Exercise prompt:
Using the data that follows, return exactly the lines from the one that contains "Editable profile fields" through the one that contains "pub fn public_message(&self)", ends included.

Data to examine:
..........
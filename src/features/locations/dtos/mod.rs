mod attraction_dto;
mod location_dto;

pub use attraction_dto::*;
pub use location_dto::*;

use serde::Deserialize;
use utoipa::IntoParams;

/// Query params for name search on list endpoints
#[derive(Debug, Default, Deserialize, IntoParams)]
pub struct SearchQuery {
    /// Case-insensitive substring of the name; omitted or empty matches everything
    pub text: Option<String>,
}

impl SearchQuery {
    /// Trimmed search text; `None` when absent or blank
    pub fn text(&self) -> Option<&str> {
        self.text
            .as_deref()
            .map(str::trim)
            .filter(|text| !text.is_empty())
    }
}
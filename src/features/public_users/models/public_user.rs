use chrono::{DateTime, NaiveDate, Utc};
use serde::{Deserialize, Serialize};
use sqlx::{FromRow, Type};
use utoipa::ToSchema;

#[derive(Debug, Clone, Copy, PartialEq, Eq, Serialize, Deserialize, Type, ToSchema)]
#[sqlx(type_name = "gender", rename_all = "SCREAMING_SNAKE_CASE")]
#[serde(rename_all = "SCREAMING_SNAKE_CASE")]
pub enum Gender {
    Male,
    Female,
    Other,
}

/// Database model for a public user's profile; credentials live in `user_accounts`
#[derive(Debug, Clone, FromRow)]
pub struct PublicUser {
    pub id: i64,
    pub account_id: i64,
    pub first_name: String,
    pub last_name: String,
    pub email: String,
    pub mobile: Option<String>,
    pub birthday: Option<NaiveDate>,
    pub gender: Option<Gender>,
    pub nationality: Option<String>,
    pub country: Option<String>,
    pub address: Option<String>,
    pub town: Option<String>,
    pub zipcode: Option<String>,
    pub verification_code: Option<String>,
    pub verification_expires_at: Option<DateTime<Utc>>,
    pub created_at: DateTime<Utc>,
    pub updated_at: DateTime<Utc>,
}

#[derive(Debug, Clone)]
pub struct NewPublicUser {
    pub account_id: i64,
    pub first_name: String,
    pub last_name: String,
    pub email: String,
    pub mobile: Option<String>,
    pub verification_code: String,
    pub verification_expires_at: DateTime<Utc>,
}

/// Editable profile fields
#[derive(Debug, Clone, Default)]
pub struct PublicUserUpdate {
    pub first_name: String,
    pub last_name: String,
    pub mobile: Option<String>,
    pub birthday: Option<NaiveDate>,
    pub gender: Option<Gender>,
    pub nationality: Option<String>,
    pub country: Option<String>,
    pub address: Option<String>,
    pub town: Option<String>,
    pub zipcode: Option<String>,
}
use axum::{
    http::StatusCode,
    response::{IntoResponse, Response},
    Json,
};
use serde::Serialize;
use thiserror::Error;
use utoipa::ToSchema;

use crate::core::error::AppError;
use crate::shared::constants::INVALID_GRANT_MESSAGE;

/// Failures of the OAuth endpoints; all are answered with 401
#[derive(Debug, Error)]
pub enum OAuthError {
    #[error("{0}")]
    InvalidRequest(String),

    #[error("{0}")]
    InvalidClient(String),

    #[error("{0}")]
    UnauthorizedClient(String),

    /// The reason is logged; callers only see the fixed invalid-grant message
    #[error("{0}")]
    InvalidGrant(String),

    #[error("{0}")]
    UnsupportedGrantType(String),

    #[error("{0}")]
    UnsupportedResponseType(String),

    #[error("{0}")]
    InvalidScope(String),

    #[error(transparent)]
    Server(#[from] AppError),
}

impl OAuthError {
    pub fn error_code(&self) -> &'static str {
        match self {
            OAuthError::InvalidRequest(_) => "invalid_request",
            OAuthError::InvalidClient(_) => "invalid_client",
            OAuthError::UnauthorizedClient(_) => "unauthorized_client",
            OAuthError::InvalidGrant(_) => "invalid_grant",
            OAuthError::UnsupportedGrantType(_) => "unsupported_grant_type",
            OAuthError::UnsupportedResponseType(_) => "unsupported_response_type",
            OAuthError::InvalidScope(_) => "invalid_scope",
            OAuthError::Server(_) => "server_error",
        }
    }

    /// Message exposed to the caller
    pub fn public_message(&self) -> String {
        match self {
            OAuthError::InvalidGrant(_) => INVALID_GRANT_MESSAGE.to_string(),
            OAuthError::Server(_) => "Internal server error".to_string(),
            other => other.to_string(),
        }
    }
}

/// Body of every OAuth failure
#[derive(Debug, Serialize, ToSchema)]
pub struct OAuthErrorBody {
    pub success: bool,
    pub error: String,
    pub message: String,
}

impl IntoResponse for OAuthError {
    fn into_response(self) -> Response {
        match &self {
            OAuthError::InvalidGrant(reason) => tracing::warn!("Rejected grant: {}", reason),
            OAuthError::Server(e) => tracing::error!("OAuth endpoint failed: {}", e),
            other => tracing::debug!("OAuth request rejected: {}", other),
        }

        let body = OAuthErrorBody {
            success: false,
            error: self.error_code().to_string(),
            message: self.public_message(),
        };

        (StatusCode::UNAUTHORIZED, Json(body)).into_response()
    }
}

#[cfg(test)]
mod tests {
    use super::*;

    #[test]
    fn test_invalid_grant_uses_fixed_message() {
        let err = OAuthError::InvalidGrant("password mismatch for admin".to_string());
        assert_eq!(err.error_code(), "invalid_grant");
        assert_eq!(err.public_message(), INVALID_GRANT_MESSAGE);
    }

    #[test]
    fn test_other_errors_keep_their_message() {
        let err = OAuthError::UnsupportedGrantType("Unsupported grant type: implicit".to_string());
        assert_eq!(err.public_message(), "Unsupported grant type: implicit");
    }

    #[test]
    fn test_every_error_is_unauthorized() {
        let responses = [
            OAuthError::InvalidClient("Bad client credentials".to_string()).into_response(),
            OAuthError::InvalidGrant("x".to_string()).into_response(),
            OAuthError::Server(AppError::Internal("boom".to_string())).into_response(),
        ];
        for response in responses {
            assert_eq!(response.status(), StatusCode::UNAUTHORIZED);
        }
    }
}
..........
Task solution:
/// Editable profile fields
#[derive(Debug, Clone, Default)]
pub struct PublicUserUpdate {
    pub first_name: String,
    pub last_name: String,
    pub mobile: Option<String>,
    pub birthday: Option<NaiveDate>,
    pub gender: Option<Gender>,
    pub nationality: Option<String>,
    pub country: Option<String>,
    pub address: Option<String>,
    pub town: Option<String>,
    pub zipcode: Option<String>,
}
use axum::{
    http::StatusCode,
    response::{IntoResponse, Response},
    Json,
};
use serde::Serialize;
use thiserror::Error;
use utoipa::ToSchema;

use crate::core::error::AppError;
use crate::shared::constants::INVALID_GRANT_MESSAGE;

/// Failures of the OAuth endpoints; all are answered with 401
#[derive(Debug, Error)]
pub enum OAuthError {
    #[error("{0}")]
    InvalidRequest(String),

    #[error("{0}")]
    InvalidClient(String),

    #[error("{0}")]
    UnauthorizedClient(String),

    /// The reason is logged; callers only see the fixed invalid-grant message
    #[error("{0}")]
    InvalidGrant(String),

    #[error("{0}")]
    UnsupportedGrantType(String),

    #[error("{0}")]
    UnsupportedResponseType(String),

    #[error("{0}")]
    InvalidScope(String),

    #[error(transparent)]
    Server(#[from] AppError),
}

impl OAuthError {
    pub fn error_code(&self) -> &'static str {
        match self {
            OAuthError::InvalidRequest(_) => "invalid_request",
            OAuthError::InvalidClient(_) => "invalid_client",
            OAuthError::UnauthorizedClient(_) => "unauthorized_client",
            OAuthError::InvalidGrant(_) => "invalid_grant",
            OAuthError::UnsupportedGrantType(_) => "unsupported_grant_type",
            OAuthError::UnsupportedResponseType(_) => "unsupported_response_type",
            OAuthError::InvalidScope(_) => "invalid_scope",
            OAuthError::Server(_) => "server_error",
        }
    }

    /// Message exposed to the caller
    pub fn public_message(&self) -> String {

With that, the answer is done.